On Wed, Nov 24, 2010 at 10:33 AM, Aldo Bucchi <aldo.bucchi@gmail.com> wrote:
> Hi William, Friederich.
>
> This is an excellent email. My replies inlined. Hope I can help.
>
> On Wed, Nov 24, 2010 at 9:47 AM, William Waites <ww@styx.org> wrote:
>> Friedrich, I'm forwarding your message to one of the W3 lists.
>>
>> Some of your questions could be easily answered (e.g. for euro in your
>> context, you don't have a predicate for that, you have an Observation
>> with units of a currency and you could take the currency from
>> dbpedia, the predicate is "units").
>>
>> But I think your concerns are quite valid generally and your
>> experience reflects that of most web site developers that encounter
>> RDF.
>>
>> LOD list, Friedrich is a clueful developer, responsible for
>> http://bund.offenerhaushalt.de/ amongst other things. What can we
>> learn from this? How do we make this better?
>>
>> -w
>>
>>
>> ----- Forwarded message from Friedrich Lindenberg <friedrich@pudo.org> -----
>>
>> From: Friedrich Lindenberg <friedrich@pudo.org>
>> Date: Wed, 24 Nov 2010 11:56:20 +0100
>> Message-Id: <A9089567-6107-4B43-B442-D09DCC0C353D@pudo.org>
>> To: wdmmg-discuss <wdmmg-discuss@lists.okfn.org>
>> Subject: [wdmmg-discuss] Failed to port datastore to RDF, will go Mongo
>>
>> (reposting to list):
>>
>> Hi all,
>>
>> As an action from OGDCamp, Rufus and I agreed that we should resume porting WDMMG to RDF in order to make the data model more flexible and to allow a merger between WDMMG, OffenerHaushalt and similar other projects.
>>
>> After a few days, I'm now over the whole idea of porting WDMMG to RDF. Having written a long technical pro/con email before (that I assume contained nothing you don't already know), I think the net effect of using RDF would be the following:
>>
>> * Lots of coolness, sucking up to linked data people.

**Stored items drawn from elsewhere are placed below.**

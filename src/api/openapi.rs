use super::handlers::{admin, auth, contact, health, member, otp, posts, register};
use utoipa::openapi::{Contact, InfoBuilder, License, OpenApiBuilder, Tag};
use utoipa_axum::{router::OpenApiRouter, routes};

#[must_use]
pub fn openapi() -> utoipa::openapi::OpenApi {
    // Reuse the same router wiring and only return the generated OpenAPI spec.
    let (_router, openapi) = api_router().split_for_parts();
    openapi
}

/// Build the router that also drives the `OpenAPI` document.
///
/// Add new endpoints here via `.routes(routes!(...))` so they are both served
/// and included in the generated `OpenAPI` spec.
/// Routes added outside (like `/` or `OPTIONS /health`) are intentionally not documented.
pub(crate) fn api_router() -> OpenApiRouter {
    let mut otp_tag = Tag::new("otp");
    otp_tag.description = Some("One-time code issuance and verification".to_string());

    let mut member_tag = Tag::new("member");
    member_tag.description =
        Some("Self-service membership actions gated by OTP verification".to_string());

    let mut admin_tag = Tag::new("admin");
    admin_tag.description = Some("Session-gated dashboard endpoints".to_string());

    let mut base = cargo_openapi();
    base.tags = Some(vec![otp_tag, member_tag, admin_tag]);

    // `routes!` reads #[utoipa::path] to bind HTTP method + path and add the route to OpenAPI.
    let router = OpenApiRouter::with_openapi(base)
        .routes(routes!(health::health))
        .routes(routes!(register::register))
        .routes(routes!(otp::issue_otp))
        .routes(routes!(otp::verify_otp))
        .routes(routes!(member::membership_status))
        .routes(routes!(member::resign))
        .routes(routes!(member::data_request))
        .routes(routes!(posts::list_published))
        .routes(routes!(contact::contact))
        .routes(routes!(contact::volunteer))
        .routes(routes!(auth::session::login))
        .routes(routes!(auth::session::logout))
        .routes(routes!(auth::session::session))
        .routes(routes!(admin::registrations::list))
        .routes(routes!(admin::registrations::verify))
        .routes(routes!(admin::export::export))
        .routes(routes!(admin::posts::list, admin::posts::create))
        .routes(routes!(admin::posts::update, admin::posts::delete));

    router
}

fn cargo_openapi() -> utoipa::openapi::OpenApi {
    // Use Cargo.toml metadata instead of the utoipa-axum crate info defaults.
    let mut info = InfoBuilder::new()
        .title(env!("CARGO_PKG_NAME"))
        .version(env!("CARGO_PKG_VERSION"))
        .description(optional_str(env!("CARGO_PKG_DESCRIPTION")))
        .build();

    info.contact = cargo_contact();
    info.license = cargo_license();

    OpenApiBuilder::new().info(info).build()
}

fn cargo_contact() -> Option<Contact> {
    // Cargo authors are `;` separated and may include "Name <email>".
    let authors = env!("CARGO_PKG_AUTHORS");
    let primary = authors.split(';').next().map(str::trim)?;
    if primary.is_empty() {
        return None;
    }

    let (name, email) = parse_author(primary);
    if name.is_none() && email.is_none() {
        return None;
    }

    let mut contact = Contact::new();
    contact.name = name.map(str::to_string);
    contact.email = email.map(str::to_string);
    Some(contact)
}

fn cargo_license() -> Option<License> {
    let identifier = optional_str(env!("CARGO_PKG_LICENSE"))?;
    let mut license = License::new(identifier);
    license.identifier = Some(identifier.to_string());
    Some(license)
}

fn optional_str(value: &'static str) -> Option<&'static str> {
    let trimmed = value.trim();
    if trimmed.is_empty() {
        None
    } else {
        Some(trimmed)
    }
}

fn parse_author(author: &str) -> (Option<&str>, Option<&str>) {
    if let Some(start) = author.find('<') {
        let name = author[..start].trim();
        let email = author[start + 1..].trim_end_matches('>').trim();
        let name = if name.is_empty() { None } else { Some(name) };
        let email = if email.is_empty() { None } else { Some(email) };
        (name, email)
    } else {
        let name = author.trim();
        (if name.is_empty() { None } else { Some(name) }, None)
    }
}

#[cfg(test)]
mod tests {
    use super::*;

    #[test]
    fn openapi_info_from_cargo() {
        let spec = openapi();
        assert_eq!(spec.info.title, env!("CARGO_PKG_NAME"));
        assert_eq!(spec.info.version, env!("CARGO_PKG_VERSION"));
        assert_eq!(
            spec.info.description.as_deref(),
            Some(env!("CARGO_PKG_DESCRIPTION"))
        );

        let contact = spec.info.contact;
        assert!(contact.is_some());
        if let Some(contact) = contact {
            assert_eq!(contact.name.as_deref(), Some("PSP-K Digital Team"));
            assert_eq!(contact.email.as_deref(), Some("digital@pspk.or.ke"));
        }
    }

    #[test]
    fn openapi_covers_core_paths() {
        let spec = openapi();
        for path in [
            "/v1/otp/issue",
            "/v1/otp/verify",
            "/v1/member/status",
            "/v1/member/resign",
            "/v1/member/data-request",
            "/v1/admin/registrations/{id}/verify",
            "/v1/admin/registrations/export",
            "/v1/admin/posts",
        ] {
            assert!(
                spec.paths.paths.contains_key(path),
                "missing path {path} in OpenAPI document"
            );
        }
    }
}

>> * Further research regarding knowledge representation.
>
> I will quickly outline some points that I think are advantages from a
> developer POV. ( once you tackle the problems you outline below, of
> course ).
> * A highly expressive language ( SPARQL )
> * Ease of creating workflows where data moves from one app to another.
> And this is not just buzz. The self-contained nature of triples and
> IDs make it so that you can SPARQL select on one side and SPARQL
> insert on another. I do this all the time, creating "data pipelines".
> I admit it has taken some time to master, but I can peform "magic"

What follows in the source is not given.